This pragmatic, cluster randomised controlled trial will be conducted at a minimum of 20 hospitals in the Netherlands. Hospitals are randomly assigned to geriatric screening care (in which a geriatric screening comprised of the G8 questionnaire and the Timed Up and Go test is performed), or care as usual (in which current usual care is continued). A total of 320 patients aged ≥ 70 years with primary, advanced-stage ovarian carcinoma will be included. Patients considered fit on geriatric screening will receive standard treatment; patients who are considered unfit will be referred to a geriatrician for analysis and treatment advice. The primary outcome is the percentage difference in completed standard and adapted therapies between the two study arms. Secondary outcomes include quality of life, cost-effectiveness and survival.

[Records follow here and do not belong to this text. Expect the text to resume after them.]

//! Engine configuration
//!
//! Serde-backed configuration structs with builder-style setters. Loadable
//! from RON files; every subsystem receives its section by value at
//! construction time rather than reading ambient global state.

use std::path::Path;

use serde::{Deserialize, Serialize};
use thiserror::Error;

use crate::foundation::math::Vec3;

/// Errors raised while loading a configuration file
#[derive(Debug, Error)]
pub enum ConfigError {
    /// File could not be read
    #[error("IO error: {0}")]
    Io(#[from] std::io::Error),
    /// File contents failed to parse
    #[error("parse error: {0}")]
    Parse(#[from] ron::error::SpannedError),
}

/// Physics subsystem configuration
#[derive(Debug, Clone, Serialize, Deserialize)]
pub struct PhysicsConfig {
    /// Gravity vector applied by the external solver
    pub gravity: Vec3,
}

impl PhysicsConfig {
    /// Create the default physics configuration
    pub fn new() -> Self {
        Self {
            gravity: Vec3::new(0.0, -9.81, 0.0),
        }
    }

    /// Set the gravity vector
    pub fn with_gravity(mut self, gravity: Vec3) -> Self {
        self.gravity = gravity;
        self
    }
}

impl Default for PhysicsConfig {
    fn default() -> Self {
        Self::new()
    }
}

/// Asset loading configuration
#[derive(Debug, Clone, Serialize, Deserialize)]
pub struct AssetConfig {
    /// Base directory for assets
    pub assets_dir: String,
}

impl AssetConfig {
    /// Create the default asset configuration
    pub fn new() -> Self {
        Self {
            assets_dir: "resources".to_string(),
        }
    }

    /// Set the assets directory
    pub fn with_assets_dir(mut self, dir: impl Into<String>) -> Self {
        self.assets_dir = dir.into();
        self
    }
}

impl Default for AssetConfig {
    fn default() -> Self {
        Self::new()
    }
}

/// Top-level engine configuration
#[derive(Debug, Clone, Serialize, Deserialize)]
pub struct EngineConfig {
    /// Log level filter (`error`, `warn`, `info`, `debug`, `trace`)
    pub log_level: String,
    /// Physics subsystem section
    pub physics: PhysicsConfig,
    /// Asset loading section
    pub assets: AssetConfig,
}

impl EngineConfig {
    /// Create the default configuration
    pub fn new() -> Self {
        Self {
            log_level: "info".to_string(),
            physics: PhysicsConfig::default(),
            assets: AssetConfig::default(),
        }
    }

    /// Set the log level
    pub fn with_log_level(mut self, level: impl Into<String>) -> Self {
        self.log_level = level.into();
        self
    }

    /// Set the physics section
    pub fn with_physics(mut self, physics: PhysicsConfig) -> Self {
        self.physics = physics;
        self
    }

    /// Set the assets section
    pub fn with_assets(mut self, assets: AssetConfig) -> Self {
        self.assets = assets;
        self
    }

    /// Load a configuration from a RON file
    pub fn from_ron_file<P: AsRef<Path>>(path: P) -> Result<Self, ConfigError> {
        let contents = std::fs::read_to_string(path)?;
        Ok(ron::from_str(&contents)?)
    }
}

impl Default for EngineConfig {
    fn default() -> Self {
        Self::new()
    }
}
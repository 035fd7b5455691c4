//! Mesh builder and name-keyed deduplication cache
//!
//! Every mesh in the process goes through [`MeshCache::build_mesh`], which
//! runs the tangent pass and registers the result under its cache name.
//! Repeated requests for the same name return the already-built instance,
//! so procedurally generated primitives and re-imported files never
//! allocate twice.

use std::collections::HashMap;
use std::sync::Arc;

use crate::render::geometry::compute_tangents;
use crate::render::material::Material;
use crate::render::mesh::{Mesh, Vertex};

/// Process-wide mesh store, keyed by mesh name
///
/// Append-only: meshes live for the lifetime of the cache.
pub struct MeshCache {
    meshes: HashMap<String, Arc<Mesh>>,
    next_draw_index: usize,
}

impl MeshCache {
    /// Create an empty cache
    pub fn new() -> Self {
        Self {
            meshes: HashMap::new(),
            next_draw_index: 0,
        }
    }

    /// Look up a mesh by name
    pub fn get_mesh(&self, name: &str) -> Option<Arc<Mesh>> {
        self.meshes.get(name).map(Arc::clone)
    }

    /// Number of cached meshes
    pub fn mesh_count(&self) -> usize {
        self.meshes.len()
    }

    /// Build a mesh from raw vertex and index data
    ///
    /// Returns the cached instance when `name` is already registered.
    /// Empty vertex or index data produces no mesh and returns `None`
    /// without logging above debug level.
    pub fn build_mesh(
        &mut self,
        mut vertices: Vec<Vertex>,
        indices: Vec<u32>,
        name: &str,
        material: Arc<Material>,
    ) -> Option<Arc<Mesh>> {
        if vertices.is_empty() || indices.is_empty() {
            log::debug!("build_mesh('{}'): empty vertex or index data, skipping", name);
            return None;
        }

        if let Some(cached) = self.meshes.get(name) {
            return Some(Arc::clone(cached));
        }

        compute_tangents(&mut vertices, &indices);

        let draw_index = self.next_draw_index;
        self.next_draw_index += 1;

        let mesh = Arc::new(Mesh::new(
            vertices,
            indices,
            name.to_string(),
            material,
            draw_index,
        ));
        self.meshes.insert(name.to_string(), Arc::clone(&mesh));
        log::debug!("Built mesh '{}' (draw index {})", name, draw_index);

        Some(mesh)
    }
}

impl Default for MeshCache {
    fn default() -> Self {
        Self::new()
    }
}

Approximately 40% of the newly diagnosed patients with advanced ovarian cancer are aged 70 years or older. Standard treatment for advanced disease consists of cytoreductive surgery and combination chemotherapy. In older patients, standard treatment is often withheld or prematurely stopped due to suspected frailty. It remains challenging to distinguish fit elderly patients who can endure standard therapy from frail patients who may benefit from an adapted treatment strategy. As a comprehensive geriatric assessment (CGA) can contribute to the identification of frail patients and improve tailored therapy in this population, screening tests were developed to select those who may benefit from a CGA. However, the use of these geriatric screening tests has rarely been compared with usual clinical care. The GERSOC-trial will evaluate whether geriatric screening in elderly patients with advanced-stage ovarian cancer improves treatment completion and quality of life.
Netherlands Trial Registry, ID: NL6745. Registered on 2 August 2017.
This trial aims to gather evidence for the use of geriatric screening in treatment decision-making in elderly patients with advanced ovarian cancer. If proven feasible, beneficial and cost-effective, geriatric screening may be implemented in routine clinical practice.